Exercise brief: Every line of the data below should be retyped exactly.

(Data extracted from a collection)
= = = =

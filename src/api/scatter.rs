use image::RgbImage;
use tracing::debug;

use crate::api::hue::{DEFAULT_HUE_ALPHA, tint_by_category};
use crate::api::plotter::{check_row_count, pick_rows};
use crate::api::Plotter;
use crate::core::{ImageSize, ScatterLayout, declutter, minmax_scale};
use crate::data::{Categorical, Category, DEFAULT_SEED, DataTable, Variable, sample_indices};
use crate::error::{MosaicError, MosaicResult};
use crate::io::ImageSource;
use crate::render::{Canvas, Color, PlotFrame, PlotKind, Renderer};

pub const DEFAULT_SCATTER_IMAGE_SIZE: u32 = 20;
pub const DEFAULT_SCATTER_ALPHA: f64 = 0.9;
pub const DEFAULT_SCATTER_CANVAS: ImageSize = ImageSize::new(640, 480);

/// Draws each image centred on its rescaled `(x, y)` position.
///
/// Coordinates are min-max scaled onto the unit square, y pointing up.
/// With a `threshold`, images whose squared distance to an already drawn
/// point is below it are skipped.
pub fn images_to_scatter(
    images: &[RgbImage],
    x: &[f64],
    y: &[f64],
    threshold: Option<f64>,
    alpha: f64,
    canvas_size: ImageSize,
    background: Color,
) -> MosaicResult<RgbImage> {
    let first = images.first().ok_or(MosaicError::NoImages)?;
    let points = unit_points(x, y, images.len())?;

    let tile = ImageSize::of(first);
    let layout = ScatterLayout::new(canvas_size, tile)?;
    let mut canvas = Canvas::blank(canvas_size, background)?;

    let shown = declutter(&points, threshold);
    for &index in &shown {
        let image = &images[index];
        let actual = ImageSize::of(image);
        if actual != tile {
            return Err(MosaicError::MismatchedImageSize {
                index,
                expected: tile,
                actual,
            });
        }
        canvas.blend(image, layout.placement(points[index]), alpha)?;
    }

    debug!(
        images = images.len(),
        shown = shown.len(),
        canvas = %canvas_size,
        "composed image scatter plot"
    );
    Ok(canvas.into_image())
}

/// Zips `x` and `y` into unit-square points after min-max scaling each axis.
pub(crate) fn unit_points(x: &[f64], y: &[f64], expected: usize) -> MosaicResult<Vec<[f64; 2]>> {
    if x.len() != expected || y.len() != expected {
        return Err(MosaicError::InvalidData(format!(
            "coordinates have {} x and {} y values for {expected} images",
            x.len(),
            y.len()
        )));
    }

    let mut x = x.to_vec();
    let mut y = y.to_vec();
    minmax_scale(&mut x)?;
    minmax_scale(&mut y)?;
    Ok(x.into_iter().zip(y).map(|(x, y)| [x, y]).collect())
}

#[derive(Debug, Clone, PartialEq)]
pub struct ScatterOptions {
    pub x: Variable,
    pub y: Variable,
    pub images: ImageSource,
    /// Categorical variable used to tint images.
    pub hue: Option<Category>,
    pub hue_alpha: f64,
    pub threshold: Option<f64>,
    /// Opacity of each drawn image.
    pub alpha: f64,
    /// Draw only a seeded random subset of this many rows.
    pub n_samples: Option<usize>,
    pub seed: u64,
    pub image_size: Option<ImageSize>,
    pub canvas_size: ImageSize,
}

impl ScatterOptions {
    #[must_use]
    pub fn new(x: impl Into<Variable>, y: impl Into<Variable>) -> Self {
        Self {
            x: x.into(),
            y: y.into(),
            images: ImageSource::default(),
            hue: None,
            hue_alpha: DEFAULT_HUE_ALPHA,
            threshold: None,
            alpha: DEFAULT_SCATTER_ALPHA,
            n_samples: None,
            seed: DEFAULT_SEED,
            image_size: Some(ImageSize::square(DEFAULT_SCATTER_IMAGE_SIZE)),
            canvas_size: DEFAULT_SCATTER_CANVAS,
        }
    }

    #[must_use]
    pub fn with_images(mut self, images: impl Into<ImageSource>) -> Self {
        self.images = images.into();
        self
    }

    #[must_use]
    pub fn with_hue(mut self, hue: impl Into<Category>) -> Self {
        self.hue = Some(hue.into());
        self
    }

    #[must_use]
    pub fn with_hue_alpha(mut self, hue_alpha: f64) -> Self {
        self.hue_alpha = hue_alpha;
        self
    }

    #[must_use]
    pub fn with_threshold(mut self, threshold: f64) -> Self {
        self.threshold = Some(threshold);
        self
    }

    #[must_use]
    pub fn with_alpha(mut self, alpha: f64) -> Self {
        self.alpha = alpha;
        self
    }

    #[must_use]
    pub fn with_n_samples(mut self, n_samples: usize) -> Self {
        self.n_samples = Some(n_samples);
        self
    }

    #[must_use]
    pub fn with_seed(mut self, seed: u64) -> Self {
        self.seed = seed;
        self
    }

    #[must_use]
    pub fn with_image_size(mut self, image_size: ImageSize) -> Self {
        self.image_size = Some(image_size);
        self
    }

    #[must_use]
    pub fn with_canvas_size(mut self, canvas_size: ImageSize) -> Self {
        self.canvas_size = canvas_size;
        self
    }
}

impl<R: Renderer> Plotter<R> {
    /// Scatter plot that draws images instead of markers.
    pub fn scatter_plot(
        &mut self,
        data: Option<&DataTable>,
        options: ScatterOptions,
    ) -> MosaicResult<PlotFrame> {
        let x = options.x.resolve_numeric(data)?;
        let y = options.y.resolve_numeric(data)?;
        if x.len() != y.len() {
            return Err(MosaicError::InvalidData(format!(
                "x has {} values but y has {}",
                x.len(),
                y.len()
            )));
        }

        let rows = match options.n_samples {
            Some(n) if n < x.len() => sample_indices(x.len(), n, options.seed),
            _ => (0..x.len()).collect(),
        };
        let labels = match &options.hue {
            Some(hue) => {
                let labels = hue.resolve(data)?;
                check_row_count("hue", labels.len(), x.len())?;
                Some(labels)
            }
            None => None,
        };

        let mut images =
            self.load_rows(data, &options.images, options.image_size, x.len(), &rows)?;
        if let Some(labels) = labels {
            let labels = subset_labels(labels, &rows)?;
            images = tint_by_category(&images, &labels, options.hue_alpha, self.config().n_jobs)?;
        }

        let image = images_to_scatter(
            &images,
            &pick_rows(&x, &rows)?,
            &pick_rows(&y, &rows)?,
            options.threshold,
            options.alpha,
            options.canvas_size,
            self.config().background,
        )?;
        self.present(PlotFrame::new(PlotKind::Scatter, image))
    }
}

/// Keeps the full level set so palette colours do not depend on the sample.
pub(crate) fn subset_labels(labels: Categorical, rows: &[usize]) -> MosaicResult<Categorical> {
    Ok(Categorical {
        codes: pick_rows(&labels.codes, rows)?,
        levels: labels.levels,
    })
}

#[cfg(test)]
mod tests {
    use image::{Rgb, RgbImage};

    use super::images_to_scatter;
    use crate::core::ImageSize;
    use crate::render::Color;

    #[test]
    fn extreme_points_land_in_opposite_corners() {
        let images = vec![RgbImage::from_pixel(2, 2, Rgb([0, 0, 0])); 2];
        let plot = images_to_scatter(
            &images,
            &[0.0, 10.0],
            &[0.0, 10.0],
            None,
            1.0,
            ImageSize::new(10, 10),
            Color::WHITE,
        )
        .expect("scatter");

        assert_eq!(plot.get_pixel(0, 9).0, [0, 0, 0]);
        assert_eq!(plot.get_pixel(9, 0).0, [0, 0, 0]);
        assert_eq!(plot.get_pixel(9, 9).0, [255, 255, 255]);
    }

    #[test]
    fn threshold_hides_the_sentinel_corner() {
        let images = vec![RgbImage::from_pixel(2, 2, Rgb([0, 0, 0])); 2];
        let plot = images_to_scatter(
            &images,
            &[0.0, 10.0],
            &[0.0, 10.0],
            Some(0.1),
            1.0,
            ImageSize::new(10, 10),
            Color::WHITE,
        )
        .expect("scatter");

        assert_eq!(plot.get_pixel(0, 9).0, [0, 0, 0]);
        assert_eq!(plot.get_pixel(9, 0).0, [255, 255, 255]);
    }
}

= = = =

Response box:
filename src/api/scatter.rs
use image::RgbImage;
use tracing::debug;

use crate::api::hue::{DEFAULT_HUE_ALPHA, tint_by_category};
use crate::api::plotter::{check_row_count, pick_rows};
use crate::api::Plotter;
use crate::core::{ImageSize, ScatterLayout, declutter, minmax_scale};
use crate::data::{Categorical, Category, DEFAULT_SEED, DataTable, Variable, sample_indices};
use crate::error::{MosaicError, MosaicResult};
use crate::io::ImageSource;
use crate::render::{Canvas, Color, PlotFrame, PlotKind, Renderer};

pub const DEFAULT_SCATTER_IMAGE_SIZE: u32 = 20;
pub const DEFAULT_SCATTER_ALPHA: f64 = 0.9;
pub const DEFAULT_SCATTER_CANVAS: ImageSize = ImageSize::new(640, 480);

/// Draws each image centred on its rescaled `(x, y)` position.
///
/// Coordinates are min-max scaled onto the unit square, y pointing up.
/// With a `threshold`, images whose squared distance to an already drawn
/// point is below it are skipped.
pub fn images_to_scatter(
    images: &[RgbImage],
    x: &[f64],
    y: &[f64],
    threshold: Option<f64>,
    alpha: f64,
    canvas_size: ImageSize,
    background: Color,
) -> MosaicResult<RgbImage> {
    let first = images.first().ok_or(MosaicError::NoImages)?;
    let points = unit_points(x, y, images.len())?;

    let tile = ImageSize::of(first);
    let layout = ScatterLayout::new(canvas_size, tile)?;
    let mut canvas = Canvas::blank(canvas_size, background)?;

    let shown = declutter(&points, threshold);
    for &index in &shown {
        let image = &images[index];
        let actual = ImageSize::of(image);
        if actual != tile {
            return Err(MosaicError::MismatchedImageSize {
                index,
                expected: tile,
                actual,
            });
        }
        canvas.blend(image, layout.placement(points[index]), alpha)?;
    }

    debug!(
        images = images.len(),
        shown = shown.len(),
        canvas = %canvas_size,
        "composed image scatter plot"
    );
    Ok(canvas.into_image())
}

/// Zips `x` and `y` into unit-square points after min-max scaling each axis.
pub(crate) fn unit_points(x: &[f64], y: &[f64], expected: usize) -> MosaicResult<Vec<[f64; 2]>> {
    if x.len() != expected || y.len() != expected {
        return Err(MosaicError::InvalidData(format!(
            "coordinates have {} x and {} y values for {expected} images",
            x.len(),
            y.len()
        )));
    }

    let mut x = x.to_vec();
    let mut y = y.to_vec();
    minmax_scale(&mut x)?;
    minmax_scale(&mut y)?;
    Ok(x.into_iter().zip(y).map(|(x, y)| [x, y]).collect())
}

#[derive(Debug, Clone, PartialEq)]
pub struct ScatterOptions {
    pub x: Variable,
    pub y: Variable,
    pub images: ImageSource,
    /// Categorical variable used to tint images.
    pub hue: Option<Category>,
    pub hue_alpha: f64,
    pub threshold: Option<f64>,
    /// Opacity of each drawn image.
    pub alpha: f64,
    /// Draw only a seeded random subset of this many rows.
    pub n_samples: Option<usize>,
    pub seed: u64,
    pub image_size: Option<ImageSize>,
    pub canvas_size: ImageSize,
}

impl ScatterOptions {
    #[must_use]
    pub fn new(x: impl Into<Variable>, y: impl Into<Variable>) -> Self {
        Self {
            x: x.into(),
            y: y.into(),
            images: ImageSource::default(),
            hue: None,
            hue_alpha: DEFAULT_HUE_ALPHA,
            threshold: None,
            alpha: DEFAULT_SCATTER_ALPHA,
            n_samples: None,
            seed: DEFAULT_SEED,
            image_size: Some(ImageSize::square(DEFAULT_SCATTER_IMAGE_SIZE)),
            canvas_size: DEFAULT_SCATTER_CANVAS,
        }
    }

    #[must_use]
    pub fn with_images(mut self, images: impl Into<ImageSource>) -> Self {
        self.images = images.into();
        self
    }

    #[must_use]
    pub fn with_hue(mut self, hue: impl Into<Category>) -> Self {
        self.hue = Some(hue.into());
        self
    }

    #[must_use]
    pub fn with_hue_alpha(mut self, hue_alpha: f64) -> Self {
        self.hue_alpha = hue_alpha;
        self
    }

    #[must_use]
    pub fn with_threshold(mut self, threshold: f64) -> Self {
        self.threshold = Some(threshold);
        self
    }

    #[must_use]
    pub fn with_alpha(mut self, alpha: f64) -> Self {
        self.alpha = alpha;
        self
    }

    #[must_use]
    pub fn with_n_samples(mut self, n_samples: usize) -> Self {
        self.n_samples = Some(n_samples);
        self
    }

    #[must_use]
    pub fn with_seed(mut self, seed: u64) -> Self {
        self.seed = seed;
        self
    }

    #[must_use]
    pub fn with_image_size(mut self, image_size: ImageSize) -> Self {
        self.image_size = Some(image_size);
        self
    }

    #[must_use]
    pub fn with_canvas_size(mut self, canvas_size: ImageSize) -> Self {
        self.canvas_size = canvas_size;
        self
    }
}

impl<R: Renderer> Plotter<R> {
    /// Scatter plot that draws images instead of markers.
    pub fn scatter_plot(
        &mut self,
        data: Option<&DataTable>,
        options: ScatterOptions,
    ) -> MosaicResult<PlotFrame> {
        let x = options.x.resolve_numeric(data)?;
        let y = options.y.resolve_numeric(data)?;
        if x.len() != y.len() {
            return Err(MosaicError::InvalidData(format!(
                "x has {} values but y has {}",
                x.len(),
                y.len()
            )));
        }

        let rows = match options.n_samples {
            Some(n) if n < x.len() => sample_indices(x.len(), n, options.seed),
            _ => (0..x.len()).collect(),
        };
        let labels = match &options.hue {
            Some(hue) => {
                let labels = hue.resolve(data)?;
                check_row_count("hue", labels.len(), x.len())?;
                Some(labels)
            }
            None => None,
        };

        let mut images =
            self.load_rows(data, &options.images, options.image_size, x.len(), &rows)?;
        if let Some(labels) = labels {
            let labels = subset_labels(labels, &rows)?;
            images = tint_by_category(&images, &labels, options.hue_alpha, self.config().n_jobs)?;
        }

        let image = images_to_scatter(
            &images,
            &pick_rows(&x, &rows)?,
            &pick_rows(&y, &rows)?,
            options.threshold,
            options.alpha,
            options.canvas_size,
            self.config().background,
        )?;
        self.present(PlotFrame::new(PlotKind::Scatter, image))
    }
}

/// Keeps the full level set so palette colours do not depend on the sample.
pub(crate) fn subset_labels(labels: Categorical, rows: &[usize]) -> MosaicResult<Categorical> {
    Ok(Categorical {
        codes: pick_rows(&labels.codes, rows)?,
        levels: labels.levels,
    })
}

#[cfg(test)]
mod tests {
    use image::{Rgb, RgbImage};

    use super::images_to_scatter;
    use crate::core::ImageSize;
    use crate::render::Color;

    #[test]
    fn extreme_points_land_in_opposite_corners() {
        let images = vec![RgbImage::from_pixel(2, 2, Rgb([0, 0, 0])); 2];
        let plot = images_to_scatter(
            &images,
            &[0.0, 10.0],
            &[0.0, 10.0],
            None,
            1.0,
            ImageSize::new(10, 10),
            Color::WHITE,
        )
        .expect("scatter");

        assert_eq!(plot.get_pixel(0, 9).0, [0, 0, 0]);
        assert_eq!(plot.get_pixel(9, 0).0, [0, 0, 0]);
        assert_eq!(plot.get_pixel(9, 9).0, [255, 255, 255]);
    }

    #[test]
    fn threshold_hides_the_sentinel_corner() {
        let images = vec![RgbImage::from_pixel(2, 2, Rgb([0, 0, 0])); 2];
        let plot = images_to_scatter(
            &images,
            &[0.0, 10.0],
            &[0.0, 10.0],
            Some(0.1),
            1.0,
            ImageSize::new(10, 10),
            Color::WHITE,
        )
        .expect("scatter");

        assert_eq!(plot.get_pixel(0, 9).0, [0, 0, 0]);
        assert_eq!(plot.get_pixel(9, 0).0, [255, 255, 255]);
    }
}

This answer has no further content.